Hull tardó en reaccionar. No tenía sentido. No después de haberle recordado que era un hombre mayor, que estaba al final del camino. México era un destino para alguien que aún no hubiera cumplido los cuarenta años. O tal vez para un águila como Carter. México era el caos, la batalla constante, los continuos desplazamientos, enfrentamientos, tensión. ¿Le estaban castigando más de la cuenta? ¿Era una broma y ahora Carter se iba a desdecir? ¿Querían destruirle? Entonces Carter dijo:

– No irás en calidad de agregado político. Tenemos un programa conjunto de enseñanza de idiomas muy importante en Cuernavaca. Tenemos además varias escuelas de negocios de capital norteamericano. Tú eres un hombre culto. Serás el agregado cultural para estas cuestiones.

– ¿Para esas cuestiones?

– Ya hay un agregado cultural en México D.F. Pero tiene demasiado trabajo. Trabajo del día a día. Lo cierto es que hay una casa de la embajada en Cuernavaca y hemos pensado que podrías tener tu residencia ahí. Te ocuparías de los programas de estudios, harías un trabajo, cómo decirlo, elegante, sin prisa.

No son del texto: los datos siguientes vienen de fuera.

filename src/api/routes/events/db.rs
//! Database queries for the events API
use anyhow::Result;
use rusqlite::OptionalExtension;
use tokio_rusqlite::Connection;

use super::public::{EventDetail, SeriesSummary, VendorSummary};
use crate::calendar::CalendarEvent;
use crate::core::db::{optional_timestamp_column, timestamp_column};
use crate::geo::Point;

/// Columns read by `detail_from_row`. Expects `event` as `e`, and left
/// joins of `vendor` as `v` and `series` as `s`.
pub const DETAIL_COLUMNS: &str = r"
    e.id, e.title, e.description, e.starts_at, e.ends_at, e.address,
    e.image_url, e.is_market, e.status, e.latitude, e.longitude,
    v.id, v.slug, v.name, s.id, s.title
";

pub const DETAIL_JOINS: &str = r"
    FROM event e
    LEFT JOIN vendor v ON v.id = e.vendor_id
    LEFT JOIN series s ON s.id = e.series_id
";

/// Categories are loaded separately, see `categories_for`.
pub fn detail_from_row(row: &rusqlite::Row<'_>) -> rusqlite::Result<EventDetail> {
    let vendor = match (
        row.get::<_, Option<String>>(11)?,
        row.get::<_, Option<String>>(12)?,
        row.get::<_, Option<String>>(13)?,
    ) {
        (Some(id), Some(slug), Some(name)) => Some(VendorSummary { id, slug, name }),
        _ => None,
    };
    let series = match (row.get::<_, Option<String>>(14)?, row.get::<_, Option<String>>(15)?) {
        (Some(id), Some(title)) => Some(SeriesSummary { id, title }),
        _ => None,
    };

    Ok(EventDetail {
        id: row.get(0)?,
        title: row.get(1)?,
        description: row.get(2)?,
        starts_at: timestamp_column(row, 3)?,
        ends_at: optional_timestamp_column(row, 4)?,
        address: row.get(5)?,
        image_url: row.get(6)?,
        is_market: row.get(7)?,
        status: row.get(8)?,
        latitude: row.get(9)?,
        longitude: row.get(10)?,
        vendor,
        series,
        categories: vec![],
        is_starred: false,
    })
}

pub fn categories_for(conn: &rusqlite::Connection, event_id: &str) -> rusqlite::Result<Vec<String>> {
    let mut stmt = conn.prepare(
        r"
        SELECT c.name FROM event_category ec
        JOIN category c ON c.id = ec.category_id
        WHERE ec.event_id = ?1
        ORDER BY c.name
        ",
    )?;
    stmt.query_map([event_id], |row| row.get(0))?
        .collect::<Result<Vec<String>, _>>()
}

pub fn find_event(conn: &rusqlite::Connection, id: &str) -> rusqlite::Result<Option<EventDetail>> {
    let event = conn
        .query_row(
            &format!("SELECT {DETAIL_COLUMNS} {DETAIL_JOINS} WHERE e.id = ?1"),
            [id],
            detail_from_row,
        )
        .optional()?;
    match event {
        Some(mut event) => {
            event.categories = categories_for(conn, &event.id)?;
            Ok(Some(event))
        }
        None => Ok(None),
    }
}

pub async fn get_event(db: &Connection, id: &str) -> Result<Option<EventDetail>> {
    let id = id.to_owned();
    let event = db.call(move |conn| Ok(find_event(conn, &id)?)).await?;
    Ok(event)
}

pub async fn get_calendar_event(db: &Connection, id: &str) -> Result<Option<CalendarEvent>> {
    let id = id.to_owned();
    let event = db
        .call(move |conn| {
            let event = conn
                .query_row(
                    r"
                    SELECT id, title, description, starts_at, ends_at, address,
                           latitude, longitude
                    FROM event WHERE id = ?1
                    ",
                    [&id],
                    |row| {
                        Ok(CalendarEvent {
                            id: row.get(0)?,
                            title: row.get(1)?,
                            description: row.get(2)?,
                            starts_at: timestamp_column(row, 3)?,
                            ends_at: optional_timestamp_column(row, 4)?,
                            address: row.get(5)?,
                            location: Some(Point {
                                lat: row.get(6)?,
                                lng: row.get(7)?,
                            }),
                        })
                    },
                )
                .optional()?;
            Ok(event)
        })
        .await?;
    Ok(event)
}
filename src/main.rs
use anyhow::Result;
use nearby::cli;

#[tokio::main]
async fn main() -> Result<()> {
    cli::run().await
}
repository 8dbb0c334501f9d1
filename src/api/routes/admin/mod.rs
pub mod db;
pub mod public;
mod router;
pub use router::router;
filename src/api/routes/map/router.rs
//! Router for the map API

use std::sync::{Arc, RwLock};

use axum::{Json, Router, extract::State, routing::get};
use axum_extra::extract::{Query, QueryRejection};
use chrono::Utc;
use chrono_tz::Tz;

use super::db as map_db;
use super::public::{EventPin, MapSearchQuery};
use crate::api::public::ApiError;
use crate::api::state::AppState;
use crate::time_window;

type SharedState = Arc<RwLock<AppState>>;

// Viewport search endpoint
async fn map_search(
    State(state): State<SharedState>,
    query: Result<Query<MapSearchQuery>, QueryRejection>,
) -> Result<Json<Vec<EventPin>>, ApiError> {
    let Query(params) = query.map_err(|rejection| ApiError::bad_request(rejection.to_string()))?;
    let (db, tz) = {
        let shared_state = state.read().expect("Unable to read share state");
        (shared_state.db.clone(), shared_state.config.timezone)
    };

    if let Some(requested) = &params.tz {
        let requested: Tz = requested
            .parse()
            .map_err(|_| ApiError::bad_request(format!("Unknown timezone {}", requested)))?;
        if requested != tz {
            tracing::warn!(
                "Client asked for timezone {} but windows are resolved in {}",
                requested,
                tz
            );
        }
    }

    let Some(area) = params
        .area()
        .map_err(|_| ApiError::bad_request("Invalid bbox"))?
    else {
        return Ok(Json(vec![]));
    };

    let when = params.when.unwrap_or_default();
    let window = time_window::resolve(when, Utc::now(), tz);
    let pins = map_db::search(&db, &area, &window).await?;

    tracing::debug!("Map search ({}) returned {} pins", when, pins.len());
    Ok(Json(pins))
}

/// Create the map router
pub fn router() -> Router<SharedState> {
    Router::new().route("/search", get(map_search))
}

– Me pregunto adónde hemos llegado -dijo Hull.

Carter le miró unos segundos como si estuviera realmente planteándose la posibilidad de averiguar qué había querido decir. La posibilidad de responder y entablar una conversación. Después dijo:

– Tengo entendido que el traslado está previsto para dentro de tres semanas. Vicky Nuss se pondrá en contacto contigo.

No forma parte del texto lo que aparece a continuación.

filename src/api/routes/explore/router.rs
//! Router for the explore API

use std::sync::{Arc, RwLock};

use axum::{Json, Router, extract::State, routing::get};
use axum_extra::extract::Query;

use super::db as explore_db;
use super::public::{ExploreCard, ExploreQuery};
use crate::api::auth::MaybeUser;
use crate::api::public::ApiError;
use crate::api::state::AppState;
use crate::explore::filter_cards;
use crate::favorites::{FavoriteKind, db as favorites_db};

type SharedState = Arc<RwLock<AppState>>;

// Explore listing endpoint
async fn explore(
    State(state): State<SharedState>,
    MaybeUser(user): MaybeUser,
    Query(params): Query<ExploreQuery>,
) -> Result<Json<Vec<ExploreCard>>, ApiError> {
    let db = state.read().expect("Unable to read share state").db.clone();
    let mut cards = explore_db::list_cards(&db).await?;

    if let Some(user) = user {
        let vendors = favorites_db::member_ids(&db, FavoriteKind::Vendor, &user).await?;
        let events = favorites_db::member_ids(&db, FavoriteKind::Event, &user).await?;
        for card in cards.iter_mut() {
            card.is_favorite = if card.is_event {
                events.contains(&card.id)
            } else {
                vendors.contains(&card.id)
            };
        }
    }

    let cards = filter_cards(
        &cards,
        params.search.as_deref().unwrap_or_default(),
        params.category.as_deref(),
    );
    Ok(Json(cards))
}

/// Create the explore router
pub fn router() -> Router<SharedState> {
    Router::new().route("/", get(explore))
}
//! API routes module

pub mod admin;
pub mod events;
pub mod explore;
pub mod map;
pub mod profile;
pub mod series;
pub mod vendors;

use std::sync::{Arc, RwLock};

use crate::api::state::AppState;
use axum::Router;

type SharedState = Arc<RwLock<AppState>>;

/// Create the combined API router
pub fn router() -> Router<SharedState> {
    Router::new()
        // Viewport search for the map
        .nest("/map", map::router())
        // Event detail, stars, and calendar export
        .nest("/events", events::router())
        // Series follows
        .nest("/series", series::router())
        // Vendor pages and favorites
        .nest("/vendors", vendors::router())
        // Explore listing
        .nest("/explore", explore::router())
        // The signed in user's saved things
        .nest("/profile", profile::router())
        // Event management
        .nest("/admin", admin::router())
}
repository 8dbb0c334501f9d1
use std::env;

use anyhow::{Context, Result};
use chrono_tz::Tz;

pub const DEFAULT_TIMEZONE: Tz = chrono_tz::America::New_York;

#[derive(Clone, Debug)]
pub struct AppConfig {
    pub storage_path: String,
    pub db_path: String,
    /// The one timezone every date computation uses
    pub timezone: Tz,
    /// Origin used when building links back to the app, e.g. in ICS files
    pub public_url: String,
    pub default_reminder_days: u32,
}

impl AppConfig {
    pub fn from_env() -> Result<Self> {
        let host = "127.0.0.1";
        let port = "2222";
        let storage_path = env::var("NEARBY_STORAGE_PATH").unwrap_or("./".to_string());
        let db_path = format!("{}/db", storage_path);
        let timezone = match env::var("NEARBY_TIMEZONE") {
            Ok(name) => name
                .parse::<Tz>()
                .map_err(|e| anyhow::anyhow!("Invalid NEARBY_TIMEZONE {}: {}", name, e))?,
            Err(_) => DEFAULT_TIMEZONE,
        };
        let public_url =
            env::var("NEARBY_PUBLIC_URL").unwrap_or(format!("http://{}:{}", host, port));
        let default_reminder_days = match env::var("NEARBY_DEFAULT_REMINDER_DAYS") {
            Ok(days) => days
                .parse()
                .context("NEARBY_DEFAULT_REMINDER_DAYS must be a whole number")?,
            Err(_) => 1,
        };

        Ok(Self {
            storage_path,
            db_path,
            timezone,
            public_url,
            default_reminder_days,
        })
    }
}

Antes de que Carter le despidiera, Hull se levantó.

– Encantado -dijo.

– Igualmente -dijo Carter.

«Me pregunto adónde hemos llegado. ¿En qué lugar lejano seguimos caminando asidos de la mano?» Y Hull atravesaba de nuevo los pasillos sin mirar, sin ser mirado, acaso por última vez. «Me pregunto adónde hemos llegado.» Él era un hombre culto, sin duda lo era. Había leído libros, los había subrayado, tenía la cita apropiada para cada ocasión. Cuernavaca, por Dios Santo, Cuernavaca era Quauhnáhuac, la ciudad del Cónsul. No tenía mar, quedaba situada al sur del Trópico de Cáncer, en el paralelo 19, casi en la misma latitud en que se encuentran, al oeste, en el océano Pacífico, las islas de Revillagigedo o, mucho más hacia el oeste, el extremo meridional de Hawai. Así comenzaba Bajo el volcán y él aún lo recordaba.

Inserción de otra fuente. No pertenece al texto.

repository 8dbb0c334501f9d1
//! Database queries for the admin API
use anyhow::Result;
use rusqlite::OptionalExtension;
use tokio_rusqlite::{Connection, params};

use crate::api::public::events::EventDetail;
use crate::api::routes::events::db::{DETAIL_COLUMNS, DETAIL_JOINS, categories_for, detail_from_row};
use crate::api::routes::profile::db::is_admin;
use crate::core::db::to_db_timestamp;
use crate::geo::Point;

/// Validated event fields ready to be written
#[derive(Debug, Clone, PartialEq)]
pub struct EventRecord {
    pub title: String,
    pub description: Option<String>,
    pub starts_at: chrono::DateTime<chrono::Utc>,
    pub ends_at: Option<chrono::DateTime<chrono::Utc>>,
    pub address: String,
    pub image_url: Option<String>,
    pub is_market: bool,
    pub status: String,
    pub vendor_id: Option<String>,
    pub series_id: Option<String>,
    /// `None` on update keeps the stored location
    pub location: Option<Point>,
    pub category_ids: Vec<i64>,
}

pub async fn user_is_admin(db: &Connection, user_id: &str) -> Result<bool> {
    let user_id = user_id.to_owned();
    let admin = db.call(move |conn| Ok(is_admin(conn, &user_id)?)).await?;
    Ok(admin)
}

/// Vendor location. `None` for an unknown vendor, `Some(None)` for a
/// vendor without coordinates.
pub async fn vendor_location(db: &Connection, vendor_id: &str) -> Result<Option<Option<Point>>> {
    let vendor_id = vendor_id.to_owned();
    let location = db
        .call(move |conn| {
            let row = conn
                .query_row(
                    "SELECT latitude, longitude FROM vendor WHERE id = ?1",
                    [&vendor_id],
                    |row| Ok((row.get::<_, Option<f64>>(0)?, row.get::<_, Option<f64>>(1)?)),
                )
                .optional()?;
            Ok(row.map(|coords| match coords {
                (Some(lat), Some(lng)) => Some(Point { lat, lng }),
                _ => None,
            }))
        })
        .await?;
    Ok(location)
}

pub async fn series_exists(db: &Connection, series_id: &str) -> Result<bool> {
    let series_id = series_id.to_owned();
    let exists = db
        .call(move |conn| {
            let found = conn
                .query_row("SELECT 1 FROM series WHERE id = ?1", [&series_id], |_| Ok(()))
                .optional()?;
            Ok(found.is_some())
        })
        .await?;
    Ok(exists)
}

/// First id in `category_ids` with no matching category, if any.
pub async fn unknown_category(db: &Connection, category_ids: &[i64]) -> Result<Option<i64>> {
    let category_ids = category_ids.to_vec();
    let unknown = db
        .call(move |conn| {
            let mut stmt = conn.prepare("SELECT 1 FROM category WHERE id = ?1")?;
            for id in category_ids {
                if !stmt.exists([id])? {
                    return Ok(Some(id));
                }
            }
            Ok(None)
        })
        .await?;
    Ok(unknown)
}

/// Every event, most recent start first.
pub async fn list_events(db: &Connection) -> Result<Vec<EventDetail>> {
    let events = db
        .call(|conn| {
            let mut stmt = conn.prepare(&format!(
                "SELECT {DETAIL_COLUMNS} {DETAIL_JOINS} ORDER BY e.starts_at DESC"
            ))?;
            let mut events = stmt
                .query_map([], detail_from_row)?
                .collect::<Result<Vec<_>, _>>()?;
            for event in events.iter_mut() {
                event.categories = categories_for(conn, &event.id)?;
            }
            Ok(events)
        })
        .await?;
    Ok(events)
}

fn replace_categories(
    tx: &rusqlite::Transaction<'_>,
    event_id: &str,
    category_ids: &[i64],
) -> rusqlite::Result<()> {
    tx.execute("DELETE FROM event_category WHERE event_id = ?1", [event_id])?;
    let mut stmt = tx.prepare(
        "INSERT OR IGNORE INTO event_category (event_id, category_id) VALUES (?1, ?2)",
    )?;
    for category_id in category_ids {
        stmt.execute(params![event_id, category_id])?;
    }
    Ok(())
}

/// Insert a new event. The record must carry a location.
pub async fn insert_event(db: &Connection, id: &str, record: EventRecord) -> Result<()> {
    let Some(location) = record.location else {
        anyhow::bail!("Event {} has no location", id);
    };
    let id = id.to_owned();
    db.call(move |conn| {
        let tx = conn.transaction()?;
        tx.execute(
            r"
            INSERT INTO event (
                id, title, description, starts_at, ends_at, address, image_url,
                is_market, status, vendor_id, series_id, latitude, longitude
            ) VALUES (?1, ?2, ?3, ?4, ?5, ?6, ?7, ?8, ?9, ?10, ?11, ?12, ?13)
            ",
            params![
                id,
                record.title,
                record.description,
                to_db_timestamp(&record.starts_at),
                record.ends_at.map(|dt| to_db_timestamp(&dt)),
                record.address,
                record.image_url,
                record.is_market,
                record.status,
                record.vendor_id,
                record.series_id,
                location.lat,
                location.lng,
            ],
        )?;
        replace_categories(&tx, &id, &record.category_ids)?;
        tx.commit()?;
        Ok(())
    })
    .await?;
    Ok(())
}

/// Update an event and replace its category links. Returns false when
/// the event does not exist.
pub async fn update_event(db: &Connection, id: &str, record: EventRecord) -> Result<bool> {
    let id = id.to_owned();
    let updated = db
        .call(move |conn| {
            let tx = conn.transaction()?;
            let changed = tx.execute(
                r"
                UPDATE event SET
                    title = ?2, description = ?3, starts_at = ?4, ends_at = ?5,
                    address = ?6, image_url = ?7, is_market = ?8, status = ?9,
                    vendor_id = ?10, series_id = ?11,
                    latitude = COALESCE(?12, latitude),
                    longitude = COALESCE(?13, longitude)
                WHERE id = ?1
                ",
                params![
                    id,
                    record.title,
                    record.description,
                    to_db_timestamp(&record.starts_at),
                    record.ends_at.map(|dt| to_db_timestamp(&dt)),
                    record.address,
                    record.image_url,
                    record.is_market,
                    record.status,
                    record.vendor_id,
                    record.series_id,
                    record.location.map(|p| p.lat),
                    record.location.map(|p| p.lng),
                ],
            )?;
            if changed == 0 {
                return Ok(false);
            }
            replace_categories(&tx, &id, &record.category_ids)?;
            tx.commit()?;
            Ok(true)
        })
        .await?;
    Ok(updated)
}

/// Returns false when the event does not exist.
pub async fn delete_event(db: &Connection, id: &str) -> Result<bool> {
    let id = id.to_owned();
    let deleted = db
        .call(move |conn| Ok(conn.execute("DELETE FROM event WHERE id = ?1", [&id])? > 0))
        .await?;
    Ok(deleted)
}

Al llegar a su despacho, desplegó el atlas sobre la mesa. Era un gesto de juventud. Siguió con la vista el paralelo 19 desde Cuernavaca hasta el extremo meridional de Hawai hacia el oeste; hacia el este la novela hablaba de una ciudad en la India pero no conseguía recordar su nombre. Yuggernaut, eso era, Yuggernaut, en la Bahía de Bengala. «Me pregunto adónde hemos llegado. ¿En qué lugar lejano seguimos caminando asidos de la mano?», era Ivonne dirigiéndose al Cónsul. Hull recorrió todo el mapa con la mirada. ¿Qué había hecho con Laura? Si la hubiera perdido, si sólo la hubiera perdido ahora podría irse a la ciudad del Cónsul, recorrer a solas su camino y convocarla. Pero Laura había sido borrada de la tierra. «Me pregunto adónde hemos llegado. ¿En qué lugar lejano…?»

Hull cerró el atlas y llamó a Vicky Nuss. Quería saber fechas exactas, tiempos. ¿Cuándo debía dejar libre su despacho actual? ¿Sería posible que le organizaran un viaje a Cuernavaca previo? Deseaba ver el lugar, la casa que tendría, antes de decidir qué cosas iba a llevar consigo.